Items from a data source
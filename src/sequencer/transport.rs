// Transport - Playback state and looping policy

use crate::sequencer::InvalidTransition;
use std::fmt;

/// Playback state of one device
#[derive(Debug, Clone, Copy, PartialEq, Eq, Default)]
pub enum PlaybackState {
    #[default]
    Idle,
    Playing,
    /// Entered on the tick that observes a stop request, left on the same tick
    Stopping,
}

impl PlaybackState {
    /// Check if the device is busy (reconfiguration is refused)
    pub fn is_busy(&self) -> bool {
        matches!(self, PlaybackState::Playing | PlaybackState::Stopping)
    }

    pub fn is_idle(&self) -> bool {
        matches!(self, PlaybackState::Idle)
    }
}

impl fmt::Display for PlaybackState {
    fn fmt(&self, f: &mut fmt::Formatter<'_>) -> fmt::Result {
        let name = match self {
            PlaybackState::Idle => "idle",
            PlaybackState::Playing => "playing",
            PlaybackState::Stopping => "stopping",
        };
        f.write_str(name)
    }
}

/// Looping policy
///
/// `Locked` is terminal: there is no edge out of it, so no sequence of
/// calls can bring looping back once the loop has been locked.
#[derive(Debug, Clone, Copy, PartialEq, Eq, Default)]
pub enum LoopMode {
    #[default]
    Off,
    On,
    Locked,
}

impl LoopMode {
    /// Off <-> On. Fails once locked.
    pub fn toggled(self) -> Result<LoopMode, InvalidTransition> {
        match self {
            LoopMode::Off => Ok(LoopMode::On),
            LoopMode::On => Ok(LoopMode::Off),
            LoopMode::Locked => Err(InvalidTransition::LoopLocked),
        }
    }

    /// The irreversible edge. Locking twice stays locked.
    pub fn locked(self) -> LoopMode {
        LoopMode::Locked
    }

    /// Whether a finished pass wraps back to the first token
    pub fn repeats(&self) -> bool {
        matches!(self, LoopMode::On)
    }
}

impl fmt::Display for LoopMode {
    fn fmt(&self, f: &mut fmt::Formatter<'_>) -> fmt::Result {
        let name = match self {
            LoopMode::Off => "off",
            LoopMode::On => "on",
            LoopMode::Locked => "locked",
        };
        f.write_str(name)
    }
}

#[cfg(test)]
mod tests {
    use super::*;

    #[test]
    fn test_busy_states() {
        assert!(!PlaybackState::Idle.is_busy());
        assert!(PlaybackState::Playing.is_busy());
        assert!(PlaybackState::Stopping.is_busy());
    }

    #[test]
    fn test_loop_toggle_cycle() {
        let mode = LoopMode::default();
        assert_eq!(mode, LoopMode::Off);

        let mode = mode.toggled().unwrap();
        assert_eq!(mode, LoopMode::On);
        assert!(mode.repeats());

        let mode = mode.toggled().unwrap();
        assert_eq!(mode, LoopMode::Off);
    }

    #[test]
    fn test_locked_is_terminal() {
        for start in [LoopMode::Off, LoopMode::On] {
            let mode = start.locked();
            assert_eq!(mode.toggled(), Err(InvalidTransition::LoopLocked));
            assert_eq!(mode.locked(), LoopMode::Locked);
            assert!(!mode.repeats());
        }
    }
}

> _Requirement_
Return the entries above, every line intact.

> _Completed task_
filename src/sequencer/transport.rs
// Transport - Playback state and looping policy

use crate::sequencer::InvalidTransition;
use std::fmt;

/// Playback state of one device
#[derive(Debug, Clone, Copy, PartialEq, Eq, Default)]
pub enum PlaybackState {
    #[default]
    Idle,
    Playing,
    /// Entered on the tick that observes a stop request, left on the same tick
    Stopping,
}

impl PlaybackState {
    /// Check if the device is busy (reconfiguration is refused)
    pub fn is_busy(&self) -> bool {
        matches!(self, PlaybackState::Playing | PlaybackState::Stopping)
    }

    pub fn is_idle(&self) -> bool {
        matches!(self, PlaybackState::Idle)
    }
}

impl fmt::Display for PlaybackState {
    fn fmt(&self, f: &mut fmt::Formatter<'_>) -> fmt::Result {
        let name = match self {
            PlaybackState::Idle => "idle",
            PlaybackState::Playing => "playing",
            PlaybackState::Stopping => "stopping",
        };
        f.write_str(name)
    }
}

/// Looping policy
///
/// `Locked` is terminal: there is no edge out of it, so no sequence of
/// calls can bring looping back once the loop has been locked.
#[derive(Debug, Clone, Copy, PartialEq, Eq, Default)]
pub enum LoopMode {
    #[default]
    Off,
    On,
    Locked,
}

impl LoopMode {
    /// Off <-> On. Fails once locked.
    pub fn toggled(self) -> Result<LoopMode, InvalidTransition> {
        match self {
            LoopMode::Off => Ok(LoopMode::On),
            LoopMode::On => Ok(LoopMode::Off),
            LoopMode::Locked => Err(InvalidTransition::LoopLocked),
        }
    }

    /// The irreversible edge. Locking twice stays locked.
    pub fn locked(self) -> LoopMode {
        LoopMode::Locked
    }

    /// Whether a finished pass wraps back to the first token
    pub fn repeats(&self) -> bool {
        matches!(self, LoopMode::On)
    }
}

impl fmt::Display for LoopMode {
    fn fmt(&self, f: &mut fmt::Formatter<'_>) -> fmt::Result {
        let name = match self {
            LoopMode::Off => "off",
            LoopMode::On => "on",
            LoopMode::Locked => "locked",
        };
        f.write_str(name)
    }
}

#[cfg(test)]
mod tests {
    use super::*;

    #[test]
    fn test_busy_states() {
        assert!(!PlaybackState::Idle.is_busy());
        assert!(PlaybackState::Playing.is_busy());
        assert!(PlaybackState::Stopping.is_busy());
    }

    #[test]
    fn test_loop_toggle_cycle() {
        let mode = LoopMode::default();
        assert_eq!(mode, LoopMode::Off);

        let mode = mode.toggled().unwrap();
        assert_eq!(mode, LoopMode::On);
        assert!(mode.repeats());

        let mode = mode.toggled().unwrap();
        assert_eq!(mode, LoopMode::Off);
    }

    #[test]
    fn test_locked_is_terminal() {
        for start in [LoopMode::Off, LoopMode::On] {
            let mode = start.locked();
            assert_eq!(mode.toggled(), Err(InvalidTransition::LoopLocked));
            assert_eq!(mode.locked(), LoopMode::Locked);
            assert!(!mode.repeats());
        }
    }
}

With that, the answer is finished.